As the fifth-largest economy in the world, the UK would be expected to have the upper hand in a negotiation with a smaller economy. That is why the US, China and the EU are the biggest beasts at the negotiation table and, after that, the negotiating power of nations basically reflects their economic standing.

Prior to any concession on climate change language to accommodate the Australian’s the perception was that Australia had done particularly well and from an agriculture perspective seemed to get all they asked for, much to the dismay to UK and even more so to Irish farmers.

Political versus economic ambition

There is no doubt that the UK are greatly driven by the political ambition to demonstrate that they are capable of negotiating their own trade deals having had outsourced this for the previous thirty years as a member of the EU.

The difficulty with politically driven ambitions is that the political timescale works very different than the economic one that follows the introduction of a new trading arrangement.

The UK faces the same dilemma in the trade negotiation with New Zealand which is now in the final stages of negotiation.

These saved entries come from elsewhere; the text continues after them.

mod glance;
mod reset;
mod settings;
mod track;

use std::path::PathBuf;

use chrono::NaiveDate;
use clap::{Parser, Subcommand};
use reqwest::Url;

pub use self::{glance::GlanceArgs, reset::ResetArgs, track::TrackArgs};
use crate::{api::home_assistant, core::engine::Tracker, prelude::*, storage::SnapshotFile};

#[derive(Parser)]
#[command(author, version, about, propagate_version = true)]
#[must_use]
pub struct Args {
    #[command(subcommand)]
    pub command: Command,
}

#[derive(Subcommand)]
pub enum Command {
    /// Main command: follow the meters and keep the savings accounting current.
    #[clap(name = "track")]
    Track(Box<TrackArgs>),

    /// Render the current metrics once and exit.
    #[clap(name = "glance")]
    Glance(Box<GlanceArgs>),

    /// Destructive maintenance: reset accumulator groups or re-seed from the meters.
    #[clap(name = "reset")]
    Reset(Box<ResetArgs>),
}

#[derive(Parser)]
pub struct HomeAssistantArgs {
    /// Home Assistant API access token.
    #[clap(long = "home-assistant-access-token", env = "HOME_ASSISTANT_ACCESS_TOKEN")]
    pub access_token: String,

    /// Home Assistant API base URL. For example: `http://localhost:8123/api`.
    #[clap(long = "home-assistant-api-base-url", env = "HOME_ASSISTANT_API_BASE_URL")]
    pub base_url: Url,
}

impl HomeAssistantArgs {
    pub fn connect(&self) -> Result<home_assistant::Api> {
        home_assistant::Api::new(&self.access_token, self.base_url.clone())
    }
}

#[derive(Parser)]
pub struct SnapshotArgs {
    /// File the accumulator snapshot is persisted to.
    #[clap(long = "snapshot-path", env = "SNAPSHOT_PATH", default_value = "sundial.toml")]
    pub path: PathBuf,
}

impl SnapshotArgs {
    pub fn file(self) -> SnapshotFile {
        SnapshotFile::new(self.path)
    }
}

/// Fetch the current states once and feed every monitored entity to the tracker.
///
/// Fresh baselines produce zero deltas, so this only primes the readings.
async fn feed_current_states(
    api: &home_assistant::Api,
    tracker: &mut Tracker,
    today: NaiveDate,
) -> Result {
    let monitored: Vec<String> =
        tracker.config.monitored_entities().iter().map(ToString::to_string).collect();
    for state in api.get_states().await? {
        if monitored.contains(&state.entity_id)
            && let Some(value) = state.numeric_value()
        {
            tracker.apply(&state.entity_id, value, today);
        }
    }
    tracker.commit_energy(today);
    Ok(())
}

On the face of it, there is little the UK can secure from New Zealand in return so again the main driver of a rapidly agreed trade deal will be political optics

New Zealand are a much smaller economy again than Australia and logic would dictate that the UK would hold the stronger negotiating hand.

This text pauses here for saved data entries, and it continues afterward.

pub struct QuotaMetrics {
    pub yearly_budget: KilowattHours,
    pub end_date: NaiveDate,
    pub days_elapsed: i64,
    pub days_remaining: i64,
    pub consumed: KilowattHours,
    pub consumed_percent: f64,
    pub remaining: KilowattHours,
    pub expected: KilowattHours,
    pub reserve: KilowattHours,
    pub daily_budget: Option<KilowattHours>,
    pub today_consumed: KilowattHours,
    pub today_remaining: Option<KilowattHours>,
    pub forecast: Option<KilowattHours>,
    pub status: String,
}

pub struct StringMetrics {
    pub name: String,
    pub production: KilowattHours,
    pub daily_average: Option<KilowattHours>,
    pub share_percent: Option<f64>,
    pub peak: Option<Kilowatts>,
    pub daily_peak: Option<Kilowatts>,
    /// Yearly production per installed kWp.
    pub specific_yield: Option<f64>,
    /// Observed peak versus the rated capacity.
    pub performance_ratio_percent: Option<f64>,
}

pub struct StringTotals {
    pub daily_production: Option<KilowattHours>,
    pub peak: Option<Kilowatts>,
    pub daily_peak: Option<Kilowatts>,
}

pub fn collect(config: &TrackerConfig, state: &TrackerState, today: NaiveDate) -> Metrics {
    let acc = &state.acc;
    let investment = &config.investment;

    let pv_production = KilowattHours(
        state.readings.value(&config.pv_production_entity).unwrap_or_default(),
    );
    let grid_export = state.readings.total(config.grid_export_entity.as_deref());
    let grid_import = state.readings.total(config.grid_import_entity.as_deref());
    let consumption =
        state.readings.of(config.consumption_entity.as_deref()).map(KilowattHours);

    let self_consumption = acc.lifetime.self_consumption + investment.energy_offset_self;
    let feed_in = acc.lifetime.feed_in + investment.energy_offset_export;
    let total_savings =
        acc.lifetime.savings_self + acc.lifetime.earnings_feed + investment.savings_offset;
    let installation_cost = investment.installation_cost;

    let amortisation_percent = amortisation_percent(total_savings, installation_cost);
    let remaining_cost = (installation_cost - total_savings).max(Cost::ZERO);
    let is_amortised = total_savings >= installation_cost;
    let status = if is_amortised {
        format!("amortised, {} profit", total_savings - installation_cost)
    } else {
        format!("{amortisation_percent:.1} % amortised")
    };

    let days_tracking =
        acc.lifetime.first_seen.map_or(0, |first_seen| (today - first_seen).num_days());
    let days_since_installation = investment
        .installation_date
        .map_or(days_tracking, |installed| (today - installed).num_days());

    let average_daily_savings = if days_since_installation > 0 {
        total_savings / days_since_installation as f64
    } else {
        Cost::ZERO
    };
    let estimated_remaining_days = estimated_remaining_days(
        is_amortised,
        remaining_cost,
        average_daily_savings,
    );
    let estimated_payback_date = estimated_remaining_days
        .and_then(|days| today.checked_add_days(Days::new(days.unsigned_abs())));

    let roi_percent = (installation_cost > Cost::ZERO)
        .then(|| (total_savings - installation_cost) / installation_cost * 100.0);
    let annual_roi_percent = roi_percent.and_then(|_| {
        (days_since_installation > 0).then(|| {
            let years = days_since_installation as f64 / DAYS_PER_YEAR;
            let annual_savings = total_savings / years;
            (annual_savings - installation_cost / years) / installation_cost * 100.0
        })
    });

    // The ratios work on the live counters rather than the lifetime accumulators,
    // so they follow the day as it happens.
    let current_self_consumption = if consumption.is_some_and(|value| value > KilowattHours::ZERO)
        && config.grid_import_entity.is_some()
    {
        (consumption.unwrap_or_default() - grid_import).max(KilowattHours::ZERO)
    } else {
        (pv_production - grid_export).max(KilowattHours::ZERO)
    };
    let self_consumption_ratio = if pv_production > KilowattHours::ZERO {
        (current_self_consumption / pv_production * 100.0).min(100.0)
    } else {
        0.0
    };
    let autarky_rate = autarky_rate(
        current_self_consumption,
        consumption.filter(|_| config.consumption_entity.is_some()),
        config.grid_import_entity.as_ref().map(|_| grid_import),
    );

    let prices = &state.prices;
    let net_import_price = prices.import_price(&config.prices, &state.readings);
    let gross_import_price = prices.gross_import_price(&config.prices, &state.readings);
    let export_tariff = prices.export_tariff(&config.prices, &state.readings);
    let average_import_price = (acc.import_tracking.tracked > KilowattHours::ZERO)
        .then(|| acc.import_tracking.cost / acc.import_tracking.tracked);
    let daily_average_import_price = (acc.daily.grid_import > KilowattHours::ZERO)
        .then(|| acc.daily.grid_import_cost / acc.daily.grid_import);
    let monthly_average_import_price = (acc.monthly.grid_import > KilowattHours::ZERO)
        .then(|| acc.monthly.grid_import_cost / acc.monthly.grid_import);

    let battery = config.battery.is_configured().then(|| {
        let charge_total =
            state.readings.of(config.battery.charge_entity.as_deref()).map(KilowattHours);
        let discharge_total =
            state.readings.of(config.battery.discharge_entity.as_deref()).map(KilowattHours);
        let efficiency_percent = match (charge_total, discharge_total) {
            (Some(charge), Some(discharge)) if charge > KilowattHours::ZERO => {
                Some(discharge / charge * 100.0)
            }
            _ => None,
        };
        let estimated_cycles = charge_total.and_then(|charge| {
            (config.battery.capacity > KilowattHours::ZERO)
                .then(|| charge / config.battery.capacity)
        });
        BatteryMetrics {
            state_of_charge: state.readings.of(config.battery.soc_entity.as_deref()),
            charge_total,
            discharge_total,
            efficiency_percent,
            estimated_cycles,
        }
    });

    let quota = config.quota.as_ref().and_then(|quota| {
        quota_metrics(
            quota,
            effective_start_meter(quota, state),
            acc.quota.day_start_meter,
            grid_import,
            today,
        )
    });

    let benchmark = config.benchmark.as_ref().map(|benchmark_config| {
        let heat_pump_days =
            acc.heat_pump.first_seen.map(|first_seen| (today - first_seen).num_days());
        benchmark::compute(benchmark_config, &BenchmarkInputs {
            self_consumption,
            tracked_grid_import: acc.import_tracking.tracked,
            days_tracking,
            heat_pump_tracked: acc.heat_pump.tracked,
            heat_pump_days,
            pv_production_total: pv_production,
            rated_capacity: config
                .strings
                .iter()
                .filter_map(|string| string.rated_capacity)
                .sum(),
            autarky_rate,
            self_consumption_ratio,
        })
    });

    let (strings, string_totals) = string_metrics(config, state, today);

    Metrics {
        pv_production,
        grid_export,
        grid_import,
        consumption,
        self_consumption,
        feed_in,
        savings_self_consumption: acc.lifetime.savings_self,
        earnings_feed_in: acc.lifetime.earnings_feed,
        total_savings,
        amortisation_percent,
        remaining_cost,
        is_amortised,
        status,
        roi_percent,
        annual_roi_percent,
        days_since_installation,
        days_tracking,
        average_daily_savings,
        average_monthly_savings: average_daily_savings * DAYS_PER_MONTH,
        average_yearly_savings: average_daily_savings * DAYS_PER_YEAR,
        estimated_remaining_days,
        estimated_payback_date,
        net_import_price,
        gross_import_price,
        export_tariff,
        average_import_price,
        daily_average_import_price,
        monthly_average_import_price,
        daily_grid_import: acc.daily.grid_import,
        daily_grid_import_cost: acc.daily.grid_import_cost,
        daily_feed_in: acc.daily.feed_in,
        daily_feed_in_earnings: acc.daily.feed_in_earnings,
        daily_net_cost: acc.daily.grid_import_cost - acc.daily.feed_in_earnings,
        monthly_grid_import: acc.monthly.grid_import,
        monthly_grid_import_cost: acc.monthly.grid_import_cost,
        self_consumption_ratio,
        autarky_rate,
        co2_saved_kg: self_consumption.0 * CO2_FACTOR_GRID,
        battery,
        quota,
        benchmark,
        strings,
        string_totals,
    }
}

However, New Zealand will have noted concessions secured by Australia and will be aiming to match these in their deal. On the face of it, there is little the UK can secure from New Zealand in return so again the main driver of a rapidly agreed trade deal will be political optics.

Contrast in speed of UK and EU negotiations

It is significant to note that the EU commenced a trade negotiation with both Australia and New Zealand in 2018, three years before the UK started their talks. There remains a way to travel in these negotiations before a deal is concluded in contrast with the UK speed.

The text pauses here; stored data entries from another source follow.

#[cfg(test)]
mod tests {
    use approx::assert_abs_diff_eq;

    use super::*;
    use crate::core::config::{
        BatteryConfig,
        InvestmentConfig,
        PriceConfig,
        PriceUnit,
        QuotaConfig,
    };

    pub fn test_config() -> TrackerConfig {
        TrackerConfig {
            pv_production_entity: "sensor.pv_total".to_string(),
            grid_export_entity: Some("sensor.export_total".to_string()),
            grid_import_entity: Some("sensor.import_total".to_string()),
            consumption_entity: None,
            prices: PriceConfig {
                import_price: 0.125,
                import_price_unit: PriceUnit::Eur,
                import_price_entity: None,
                feed_in_tariff: 0.08,
                feed_in_tariff_unit: PriceUnit::Eur,
                feed_in_tariff_entity: None,
                markup_factor: 2.0,
            },
            investment: InvestmentConfig {
                installation_cost: Cost(10000.0),
                installation_date: None,
                savings_offset: Cost::ZERO,
                energy_offset_self: KilowattHours::ZERO,
                energy_offset_export: KilowattHours::ZERO,
            },
            quota: None,
            battery: BatteryConfig::default(),
            benchmark: None,
            strings: Vec::new(),
        }
    }

    pub fn today() -> NaiveDate {
        NaiveDate::from_ymd_opt(2025, 6, 15).unwrap()
    }

    fn feed(tracker: &mut Tracker, pv: f64, export: f64, import: f64, on: NaiveDate) {
        tracker.apply("sensor.pv_total", pv, on);
        tracker.apply("sensor.export_total", export, on);
        tracker.apply("sensor.import_total", import, on);
        tracker.commit_energy(on);
    }

    #[test]
    fn basic_accounting_scenario() {
        let mut tracker = Tracker::new(test_config());
        feed(&mut tracker, 1000.0, 300.0, 500.0, today());
        // Gross price 0.25 €/kWh, tariff 0.08 €/kWh; 10 kWh produced, 3 exported.
        feed(&mut tracker, 1010.0, 303.0, 500.0, today());

        let lifetime = &tracker.state.acc.lifetime;
        assert_abs_diff_eq!(lifetime.self_consumption.0, 7.0);
        assert_abs_diff_eq!(lifetime.feed_in.0, 3.0);
        assert_abs_diff_eq!(lifetime.savings_self.0, 1.75);
        assert_abs_diff_eq!(lifetime.earnings_feed.0, 0.24);
        let metrics = tracker.metrics(today());
        assert_abs_diff_eq!(metrics.total_savings.0, 1.99, epsilon = 1e-9);
    }

    #[test]
    fn import_is_priced_into_all_windows() {
        let mut tracker = Tracker::new(test_config());
        feed(&mut tracker, 0.0, 0.0, 100.0, today());
        feed(&mut tracker, 0.0, 0.0, 104.0, today());

        let acc = &tracker.state.acc;
        assert_abs_diff_eq!(acc.import_tracking.tracked.0, 4.0);
        assert_abs_diff_eq!(acc.import_tracking.cost.0, 1.0);
        assert_abs_diff_eq!(acc.daily.grid_import.0, 4.0);
        assert_abs_diff_eq!(acc.monthly.grid_import.0, 4.0);
    }

    #[test]
    fn day_rollover_zeroes_daily_window_and_captures_meter() {
        let mut tracker = Tracker::new(test_config());
        let day_one = today();
        let day_two = day_one.succ_opt().unwrap();
        feed(&mut tracker, 0.0, 0.0, 100.0, day_one);
        feed(&mut tracker, 0.0, 0.0, 105.0, day_one);
        assert_abs_diff_eq!(tracker.state.acc.daily.grid_import.0, 5.0);

        feed(&mut tracker, 0.0, 0.0, 107.0, day_two);
        let acc = &tracker.state.acc;
        assert_abs_diff_eq!(acc.daily.grid_import.0, 2.0);
        assert_eq!(acc.daily.date, Some(day_two));
        // The day-start meter holds the first reading seen today, so "consumed
        // today" stays meter-based across restarts.
        assert_abs_diff_eq!(acc.quota.day_start_meter.unwrap().0, 107.0);
        // Lifetime totals keep accumulating across the boundary.
        assert_abs_diff_eq!(acc.import_tracking.tracked.0, 7.0);
    }

    #[test]
    fn month_rollover_is_keyed_by_year_and_month() {
        let mut tracker = Tracker::new(test_config());
        let december = NaiveDate::from_ymd_opt(2025, 12, 31).unwrap();
        let january = NaiveDate::from_ymd_opt(2026, 1, 1).unwrap();
        feed(&mut tracker, 0.0, 0.0, 100.0, december);
        feed(&mut tracker, 0.0, 0.0, 110.0, december);
        assert_abs_diff_eq!(tracker.state.acc.monthly.grid_import.0, 10.0);

        feed(&mut tracker, 0.0, 0.0, 113.0, january);
        assert_eq!(tracker.state.acc.monthly.key, Some((2026, 1)));
        assert_abs_diff_eq!(tracker.state.acc.monthly.grid_import.0, 3.0);
    }

    #[test]
    fn counter_reset_does_not_corrupt_lifetime() {
        let mut tracker = Tracker::new(test_config());
        feed(&mut tracker, 500.0, 100.0, 0.0, today());
        feed(&mut tracker, 510.0, 102.0, 0.0, today());
        let before = tracker.state.acc.lifetime.self_consumption;

        // The production meter is replaced and restarts near zero.
        tracker.apply("sensor.pv_total", 0.3, today());
        tracker.commit_energy(today());
        assert_eq!(tracker.state.acc.lifetime.self_consumption, before);

        tracker.apply("sensor.pv_total", 1.3, today());
        tracker.commit_energy(today());
        assert_abs_diff_eq!(tracker.state.acc.lifetime.self_consumption.0, before.0 + 1.0);
    }

    #[test]
    fn bootstrap_treats_history_as_self_consumed_minus_exported() {
        let mut tracker = Tracker::new(test_config());
        feed(&mut tracker, 1000.0, 200.0, 0.0, today());
        assert!(tracker.bootstrap_from_totals(today()));

        let lifetime = &tracker.state.acc.lifetime;
        assert_abs_diff_eq!(lifetime.self_consumption.0, 800.0);
        assert_abs_diff_eq!(lifetime.feed_in.0, 200.0);
        assert_abs_diff_eq!(lifetime.savings_self.0, 800.0 * 0.25);
        assert_abs_diff_eq!(lifetime.earnings_feed.0, 200.0 * 0.08);
        assert_eq!(lifetime.first_seen, Some(today()));
    }

    #[test]
    fn bootstrap_without_production_is_a_no_op() {
        let mut tracker = Tracker::new(test_config());
        assert!(!tracker.bootstrap_from_totals(today()));
        assert_eq!(tracker.state.acc.lifetime.self_consumption, KilowattHours::ZERO);
    }

    #[test]
    fn observers_run_after_each_update_and_failures_are_isolated() {
        use std::sync::{
            Arc,
            atomic::{AtomicUsize, Ordering},
        };

        let mut tracker = Tracker::new(test_config());
        let calls = Arc::new(AtomicUsize::new(0));
        tracker.add_observer(Box::new(|_, _| bail!("observer is broken")));
        let counter = Arc::clone(&calls);
        tracker.add_observer(Box::new(move |_, _| {
            counter.fetch_add(1, Ordering::Relaxed);
            Ok(())
        }));

        feed(&mut tracker, 10.0, 0.0, 0.0, today());
        feed(&mut tracker, 11.0, 0.0, 0.0, today());
        assert_eq!(calls.load(Ordering::Relaxed), 2);
        assert_abs_diff_eq!(tracker.state.acc.lifetime.self_consumption.0, 1.0);
    }

    #[test]
    fn milestone_events_fire_once_per_lifetime() {
        let mut config = test_config();
        config.investment.installation_cost = Cost(4.0);
        let mut tracker = Tracker::new(config);
        feed(&mut tracker, 100.0, 0.0, 0.0, today());
        // 8 kWh self-consumed at 0.25 €/kWh gross: 2 € saved, 50 % amortised.
        feed(&mut tracker, 108.0, 0.0, 0.0, today());

        let events = tracker.take_events();
        assert_eq!(events.len(), 2); // 25 % and 50 %.

        // The same level again: nothing new fires.
        feed(&mut tracker, 108.001, 0.0, 0.0, today());
        assert!(tracker.take_events().is_empty());

        // Crossing 100 % fires 75 % and the completion event.
        feed(&mut tracker, 118.0, 0.0, 0.0, today());
        let events = tracker.take_events();
        assert_eq!(events.len(), 2);
    }

    #[test]
    fn quota_start_meter_is_captured_once() {
        let mut config = test_config();
        config.quota = Some(QuotaConfig {
            yearly_budget: KilowattHours(4000.0),
            start_date: Some(NaiveDate::from_ymd_opt(2025, 6, 1).unwrap()),
            start_meter: KilowattHours::ZERO,
            monthly_rate: Cost::ZERO,
        });
        let mut tracker = Tracker::new(config);
        feed(&mut tracker, 0.0, 0.0, 1234.5, today());
        tracker.capture_quota_start_meter(today());
        assert_abs_diff_eq!(tracker.state.acc.quota.captured_start_meter.unwrap().0, 1234.5);

        feed(&mut tracker, 0.0, 0.0, 1300.0, today());
        tracker.capture_quota_start_meter(today());
        assert_abs_diff_eq!(tracker.state.acc.quota.captured_start_meter.unwrap().0, 1234.5);
    }

    #[test]
    fn reset_grid_import_keeps_savings() {
        let mut tracker = Tracker::new(test_config());
        feed(&mut tracker, 100.0, 10.0, 1000.0, today());
        feed(&mut tracker, 110.0, 12.0, 1010.0, today());
        let savings = tracker.state.acc.lifetime.savings_self;

        tracker.reset_grid_import(today());
        let acc = &tracker.state.acc;
        assert_eq!(acc.import_tracking.tracked, KilowattHours::ZERO);
        assert_eq!(acc.daily.grid_import, KilowattHours::ZERO);
        assert_eq!(acc.monthly.grid_import, KilowattHours::ZERO);
        assert_eq!(acc.lifetime.savings_self, savings);

        // The next import delta starts from the rebased baseline.
        feed(&mut tracker, 110.0, 12.0, 1013.0, today());
        assert_abs_diff_eq!(tracker.state.acc.import_tracking.tracked.0, 3.0);
    }

    #[test]
    fn string_tracking_is_isolated_from_savings() {
        use crate::core::config::StringConfig;

        let mut config = test_config();
        config.strings = vec![StringConfig {
            name: "South".to_string(),
            energy_entity: "sensor.pv_south_energy".to_string(),
            power_entity: Some("sensor.pv_south_power".to_string()),
            rated_capacity: None,
        }];
        let mut tracker = Tracker::new(config);

        tracker.apply("sensor.pv_south_energy", 100.0, today());
        tracker.apply("sensor.pv_south_energy", 104.5, today());
        assert_abs_diff_eq!(
            tracker.state.acc.strings.tracked["sensor.pv_south_energy"].0,
            4.5
        );
        assert_eq!(tracker.state.acc.lifetime.self_consumption, KilowattHours::ZERO);

        tracker.apply("sensor.pv_south_power", 3200.0, today());
        tracker.apply("sensor.pv_south_power", 2800.0, today());
        assert_eq!(tracker.state.acc.strings.peak["sensor.pv_south_power"], Watts(3200.0));

        // Daily peaks reset on the next day, lifetime peaks do not.
        let tomorrow = today().succ_opt().unwrap();
        tracker.apply("sensor.pv_south_power", 2500.0, tomorrow);
        assert_eq!(tracker.state.acc.strings.daily_peak["sensor.pv_south_power"], Watts(2500.0));
        assert_eq!(tracker.state.acc.strings.peak["sensor.pv_south_power"], Watts(3200.0));
    }

    #[test]
    fn heat_pump_tracking_uses_its_own_ceiling() {
        use crate::core::benchmark::Country;
        use crate::core::config::BenchmarkConfig;

        let mut config = test_config();
        config.benchmark = Some(BenchmarkConfig {
            household_size: 3,
            country: Country::At,
            heat_pump: true,
            heat_pump_entity: Some("sensor.heat_pump_energy".to_string()),
        });
        let mut tracker = Tracker::new(config);

        tracker.apply("sensor.heat_pump_energy", 5000.0, today());
        tracker.apply("sensor.heat_pump_energy", 5150.0, today());
        assert_abs_diff_eq!(tracker.state.acc.heat_pump.tracked.0, 150.0);

        // An absolute total injected as a delta is discarded.
        tracker.apply("sensor.heat_pump_energy", 25000.0, today());
        assert_abs_diff_eq!(tracker.state.acc.heat_pump.tracked.0, 150.0);
    }
}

At some point the UK will have to consider what it is achieving with current trade policy that is politically driven to the exclusion of economic ambition. The reality is that independent of a larger negotiating block like the EU, the UK is less dominant.

Ireland is just an observer

By choosing this route, the UK has also moved itself outside the EU customs and sanitary and phytosanitary (SPS) single market, which cause great cost and loss of business to companies that trade in goods of either animal or plant origin.

Despite being the country most impacted by UK trade policy, Ireland is just an observer. The full consequences of Brexit will only be fully felt when these agreements come into effect.